Films 1946-1949

Theme: Rubble

 If you have ever been to Berlin you may have seen buildings which are bullet marked and pocked by bomb splinters. The marks of the war are still very close in the capital of the united Germany. Despite these scars it is very hard in the 21st Century to imagine what Berlin looked like in 1945 after 3 years of air attacks by the RAF and USAAF and invasion by Soviet forces.

The still, left, has been taken from the opening scenes of the first German feature film produced after the war, Wolfgang Staudte's The Murderers Are Among Us, 1946 (Die Mörder sind unter uns). This film made in the Soviet Occupation Zone sets the scene for the German War Films of the 1940's taking its name from the broken buildings, bricks, stones and mess in the street. They gave us the main theme of films until 1949; rubble.


The Murderers Are Among Us, 1946 
Die Mörder sind unter uns
Soviet Zone of Occupation
Dir: Wolfgang Staudte

Wolfgang Staudte's film sets the scene for post war film. It tells the story of a former Wehrmacht doctor's love affair with a former concentration camp victim. They share a flat and the doctor is suffering from shell shock and refuses to face up to his past. He discovers that his former commanding officer, who committed a war crime, is prosperous and living a happy life in Berlin. Surrounded by the ruins of Berlin the doctor swears revenge, but is stopped by his lover who claims, " we don't have the right to revenge....."

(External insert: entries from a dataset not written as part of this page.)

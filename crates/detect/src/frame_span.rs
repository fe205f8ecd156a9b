//! Frame-index span merging.
//!
//! The same gap-tolerance rule used to merge wall-clock events into
//! incidents, applied to frame indices: sorted motion-bearing frames whose
//! gap to the open span's end is at most the tolerance (inclusive) merge.

use serde::{Deserialize, Serialize};

/// An inclusive run of frame indices.
#[derive(Debug, Clone, Copy, PartialEq, Eq, Serialize, Deserialize)]
pub struct FrameSpan {
    pub start: u32,
    pub end: u32,
}

impl FrameSpan {
    pub fn new(start: u32, end: u32) -> Self {
        debug_assert!(start <= end);
        Self { start, end }
    }

    /// Number of frames covered, endpoints included.
    pub fn frame_count(&self) -> u32 {
        self.end - self.start + 1
    }
}

/// Merge sorted motion-frame indices into contiguous spans.
///
/// A frame joins the open span when `frame - span.end <= gap`; a gap
/// exactly equal to the tolerance still merges. Unsorted input is sorted
/// and deduplicated first.
pub fn merge_motion_frames(frames: &[u32], gap: u32) -> Vec<FrameSpan> {
    let mut sorted: Vec<u32> = frames.to_vec();
    sorted.sort_unstable();
    sorted.dedup();

    let mut spans: Vec<FrameSpan> = Vec::new();
    for &frame in &sorted {
        match spans.last_mut() {
            Some(open) if frame - open.end <= gap => open.end = frame,
            _ => spans.push(FrameSpan::new(frame, frame)),
        }
    }
    spans
}

#[cfg(test)]
mod tests {
    use super::*;

    #[test]
    fn test_empty_input() {
        assert!(merge_motion_frames(&[], 5).is_empty());
    }

    #[test]
    fn test_single_frame() {
        let spans = merge_motion_frames(&[7], 5);
        assert_eq!(spans, vec![FrameSpan::new(7, 7)]);
    }

    #[test]
    fn test_gap_at_tolerance_merges() {
        let spans = merge_motion_frames(&[0, 5], 5);
        assert_eq!(spans, vec![FrameSpan::new(0, 5)]);
    }

    #[test]
    fn test_gap_past_tolerance_splits() {
        let spans = merge_motion_frames(&[0, 6], 5);
        assert_eq!(spans, vec![FrameSpan::new(0, 0), FrameSpan::new(6, 6)]);
    }

    #[test]
    fn test_mixed_runs() {
        let spans = merge_motion_frames(&[1, 2, 3, 10, 11, 30], 3);
        assert_eq!(
            spans,
            vec![
                FrameSpan::new(1, 3),
                FrameSpan::new(10, 11),
                FrameSpan::new(30, 30),
            ]
        );
    }

    #[test]
    fn test_unsorted_duplicated_input() {
        let spans = merge_motion_frames(&[11, 2, 3, 2, 1, 10], 3);
        assert_eq!(spans, vec![FrameSpan::new(1, 3), FrameSpan::new(10, 11)]);
    }

    #[test]
    fn test_frame_count() {
        assert_eq!(FrameSpan::new(5, 20).frame_count(), 16);
        assert_eq!(FrameSpan::new(9, 9).frame_count(), 1);
    }
}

The film is set and was shot in the fantastic ruins of Berlin, shot as an expressionist film, the ruins become the 4th character towering over the action, towering over the characters. The ruins represent the ruined lives of the German people. Berliners are living in cellars and the ruined buildings, the ruins have become their lives. Staudte's tense message seems to be, the German's can only move forward if they remove the ruins from their own lives before they can deal with the ruins in the streets.

Staudte's film established two traditions in German post war film making, the Rubble Film, which was to be influencial across Germany in the immediate post war period, and the East German Anti-Fascist tradition. The Anti-Fascist tradition attempts to explain the causes of National Socialism, criticise National Socialism and distance East Germany from any responsibility for National Socialism and the war.

This film is available from amazon.co.uk here (Note this is an NTSC version but with English subtitles)
This film is available from amazon.de here

To see a longer presentation about this film and Anti-Fascist film click here.

Above the Heaven (1947)
Und über uns der Himmel
American Zone of Occupation
Dir: Joseph von Baky

Directed by Joseph von Baky and the first film produced in West Berlin.

It tells the story of crane driver Hans Richter, played by Hans Albers who was known as the Blond Hans and already a fixed star of the 1940's cinema, return to Berlin. He returns to his ruined block of flats to find out who has survived the war. He is greeted by a small girl, who thinks that he is her father. The child is the daughter of Edith Schröder, a war widow. Edith struggles to make ends meet and to explain that Hans is not her father but her neighbour, her “Onkle”.

In the collapsed and listless world of Berlin, where Germany’s ruin is laid out for all to see, Hans struggles to find work as a crane driver, none of his friends have work and they all strive for more “Kalorien”.  In an effort to better himself and provide food for himself and Edith, Hans is slowly drawn in to the murky world of the black market. The other residents of the flats share the same struggles and are living barely above the bread line, all that is except Mizzi. Mizzi is a beautiful blond woman, whose boyfriend cannot get work because his papers are not in order, and she is able to trade on her good looks in the black market night club Haiti, where Hans becomes a regular customer.

Hans and Mizzi are able to afford calorie rich food and colourful clothes while those around them survive on their bare rations and what they are able to trade on the black market. This situation looks set to continue, until Hans’ son, Werner, returns from POW camp and hospital. The stress of war has caused him to go temporarily blind. He is unable to see what his father has become and see how Hans’ flat has been renovated and redecorated from the profits of his black market dealings while his neighbours’ flats are still shabby and war torn. After medical treatment, paid for by Hans’ black market dealings, Werner is able to see and his eyes are literally opened to what Berlin and his father have become. Werner rejects his father and his father’s black market ways. This act of rejection brings Hans to his senses; he puts away his fine clothes, for the moment, and returns to his workers clothes and his job as a crane driver.

The film sympathetically deals with the returning Soldier, his troubles and attempts at finding a role for himself. It was made in a time of hunger and is very critical of profiteers and the black market.